I met Melanie last semester and was so blessed to have her start attending the life group that I led! She has become one of my good friends in Boston – Here is her story of how the group impacted her life and her relationship with Christ:


First of all, I come from a pretty conservative Christian family in the south and was raised in the church.  As kids, we were in church every time the doors were open.  My church became my family and my rock.  My relationship with Christ began to develop at a very early age and I began serving at church, singing in the youth band, and as I got older became heavily involved with missions and outreach.  Fast forward to summer of 2014… I flew home after living in Ethiopia for a 6 month mission project upon learning of my acceptance to graduate school here in Boston.  It was very emotional for me to leave Ethiopia in the first place, but I felt God was leading me in this direction.  With a heavy heart I began to make plans to move to Boston and start grad school….

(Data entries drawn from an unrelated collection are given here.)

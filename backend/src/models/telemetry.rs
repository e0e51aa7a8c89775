//! Telemetry recording for audit and downstream risk scoring.
//!
//! Every in-session occurrence worth scoring is captured as a
//! [`TelemetryEvent`] in a per-session append-only log. Events enable:
//! - Risk scoring (the external calculator replays choice/timing signals)
//! - Auditing (verify what a player actually did, in order)
//! - Debugging (reconstruct a session tick by tick)
//!
//! # Ordering Guarantee
//!
//! Each event receives the next per-session sequence number at record time.
//! Sequence numbers start at 0, are gapless and strictly increasing, and are
//! never reused or reordered. Cross-session ordering is not guaranteed.

use serde::{Deserialize, Serialize};
use sha2::{Digest, Sha256};

/// Risk tier attached to a recorded choice.
#[derive(Debug, Clone, Copy, PartialEq, Eq, Hash, Serialize, Deserialize)]
#[serde(rename_all = "snake_case")]
pub enum RiskTier {
    Low,
    Medium,
    High,
    None,
}

impl RiskTier {
    /// Short tag used in payloads and persistence rows.
    pub fn as_str(&self) -> &'static str {
        match self {
            RiskTier::Low => "low",
            RiskTier::Medium => "medium",
            RiskTier::High => "high",
            RiskTier::None => "none",
        }
    }
}

/// Kind of observed occurrence.
///
/// Both instruments share this vocabulary; not every kind is emitted by
/// every instrument.
#[derive(Debug, Clone, Copy, PartialEq, Eq, Serialize, Deserialize)]
#[serde(rename_all = "snake_case")]
pub enum EventKind {
    /// Session entered its playing state
    GameStarted,
    /// Arcade: a collectible was picked up
    ObjectCollected,
    /// Arcade: the actor overlapped a hazard
    HazardStruck,
    /// Decision: an option was chosen for the current scenario
    DecisionMade,
    /// Session reached natural completion
    GameCompleted,
}

impl EventKind {
    /// Stable tag for persistence and queries.
    pub fn as_str(&self) -> &'static str {
        match self {
            EventKind::GameStarted => "game_started",
            EventKind::ObjectCollected => "object_collected",
            EventKind::HazardStruck => "hazard_struck",
            EventKind::DecisionMade => "decision_made",
            EventKind::GameCompleted => "game_completed",
        }
    }
}

/// One observed occurrence within a session.
///
/// Timestamps are milliseconds relative to session start, so a batch is
/// self-contained regardless of the host clock it was captured against.
#[derive(Debug, Clone, PartialEq, Serialize, Deserialize)]
pub struct TelemetryEvent {
    /// Owning session id
    pub session_id: String,

    /// Event kind tag
    pub kind: EventKind,

    /// Milliseconds since session start
    pub timestamp_ms: u64,

    /// Per-session sequence number (gapless, strictly increasing from 0)
    pub sequence: u64,

    /// Time taken to make the recorded decision, when applicable
    pub decision_latency_ms: Option<u64>,

    /// Risk tier of the recorded choice, when applicable
    pub risk_tier: Option<RiskTier>,

    /// Kind-specific structured detail
    pub payload: serde_json::Value,
}

/// Append-only per-session event log.
///
/// The recorder buffers events in memory until session completion, at which
/// point the whole ordered batch is taken by the lifecycle controller and
/// handed to the persistence collaborator.
///
/// # Example
/// ```
/// use wellbeing_sim_core_rs::{EventKind, TelemetryRecorder};
/// use serde_json::json;
///
/// let mut recorder = TelemetryRecorder::new("session-1".to_string());
/// recorder.record(EventKind::GameStarted, 0, json!({}), None, None);
/// assert_eq!(recorder.len(), 1);
/// assert_eq!(recorder.events()[0].sequence, 0);
/// ```
#[derive(Debug, Clone)]
pub struct TelemetryRecorder {
    session_id: String,
    next_sequence: u64,
    events: Vec<TelemetryEvent>,
}

impl TelemetryRecorder {
    /// Create an empty recorder bound to a session.
    pub fn new(session_id: String) -> Self {
        Self {
            session_id,
            next_sequence: 0,
            events: Vec::new(),
        }
    }

    /// Append an event, assigning it the next sequence number.
    ///
    /// Returns the sequence number the event received.
    pub fn record(
        &mut self,
        kind: EventKind,
        timestamp_ms: u64,
        payload: serde_json::Value,
        decision_latency_ms: Option<u64>,
        risk_tier: Option<RiskTier>,
    ) -> u64 {
        let sequence = self.next_sequence;
        self.next_sequence += 1;
        self.events.push(TelemetryEvent {
            session_id: self.session_id.clone(),
            kind,
            timestamp_ms,
            sequence,
            decision_latency_ms,
            risk_tier,
            payload,
        });
        sequence
    }

    /// Number of events recorded so far.
    pub fn len(&self) -> usize {
        self.events.len()
    }

    /// Check if the log is empty.
    pub fn is_empty(&self) -> bool {
        self.events.is_empty()
    }

    /// The session this recorder belongs to.
    pub fn session_id(&self) -> &str {
        &self.session_id
    }

    /// All recorded events, in sequence order.
    pub fn events(&self) -> &[TelemetryEvent] {
        &self.events
    }

    /// Events of a specific kind, in sequence order.
    pub fn events_of_kind(&self, kind: EventKind) -> Vec<&TelemetryEvent> {
        self.events.iter().filter(|e| e.kind == kind).collect()
    }

    /// SHA-256 digest over the ordered (sequence, kind, timestamp) triples,
    /// hex-encoded. Attached to the flushed batch so auditors can detect
    /// reordering or truncation after the fact.
    pub fn batch_digest(&self) -> String {
        let mut hasher = Sha256::new();
        for event in &self.events {
            hasher.update(event.sequence.to_be_bytes());
            hasher.update(event.kind.as_str().as_bytes());
            hasher.update(event.timestamp_ms.to_be_bytes());
        }
        let digest = hasher.finalize();
        digest.iter().map(|b| format!("{:02x}", b)).collect()
    }

    /// Consume the recorder, yielding the ordered batch.
    pub fn into_batch(self) -> Vec<TelemetryEvent> {
        self.events
    }
}

#[cfg(test)]
mod tests {
    use super::*;
    use serde_json::json;

    #[test]
    fn test_sequences_start_at_zero_and_increment() {
        let mut recorder = TelemetryRecorder::new("s".to_string());
        assert_eq!(recorder.record(EventKind::GameStarted, 0, json!({}), None, None), 0);
        assert_eq!(
            recorder.record(EventKind::ObjectCollected, 100, json!({}), None, None),
            1
        );
        assert_eq!(recorder.record(EventKind::GameCompleted, 200, json!({}), None, None), 2);
    }

    #[test]
    fn test_events_of_kind() {
        let mut recorder = TelemetryRecorder::new("s".to_string());
        recorder.record(EventKind::GameStarted, 0, json!({}), None, None);
        recorder.record(EventKind::ObjectCollected, 50, json!({}), None, None);
        recorder.record(EventKind::ObjectCollected, 90, json!({}), None, None);

        assert_eq!(recorder.events_of_kind(EventKind::ObjectCollected).len(), 2);
        assert_eq!(recorder.events_of_kind(EventKind::HazardStruck).len(), 0);
    }

    #[test]
    fn test_batch_digest_changes_with_order() {
        let mut a = TelemetryRecorder::new("s".to_string());
        a.record(EventKind::GameStarted, 0, json!({}), None, None);
        a.record(EventKind::GameCompleted, 10, json!({}), None, None);

        let mut b = TelemetryRecorder::new("s".to_string());
        b.record(EventKind::GameCompleted, 10, json!({}), None, None);
        b.record(EventKind::GameStarted, 0, json!({}), None, None);

        assert_ne!(a.batch_digest(), b.batch_digest());
    }

    #[test]
    fn test_risk_tier_tags() {
        assert_eq!(RiskTier::Low.as_str(), "low");
        assert_eq!(RiskTier::None.as_str(), "none");
        assert_eq!(EventKind::HazardStruck.as_str(), "hazard_struck");
    }
}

Never in my life did I imagine transitioning to life in Boston would be so difficult.  I have lived in several other countries and none were as challenging as the familiar U.S. city of Boston.  I felt like I was slung into a very strange world and my emotions sort of spiraled out of control and I began to lash out at God and push Him away.  I still had a somewhat healthy prayer life, but I was angry and sad and didn’t want to talk to anyone about it.  As someone who is known as a leader in a pretty sizable church and outreach ministry, it feels shameful, embarrassing and confusing to open up about any spiritual warfare I was feeling.  So I tried to cover it up and just go on about my business.  That didn’t work so well.  I had visited a few churches here and there in Boston but wasn’t a fan of any of them and found myself feeling more and more uncomfortable than anything so I sorta gave up on that and decided I would just watch the sermons from my home church in Texas online.  That works out ok, but The Lord is very clear about community and I knew I needed that desperately.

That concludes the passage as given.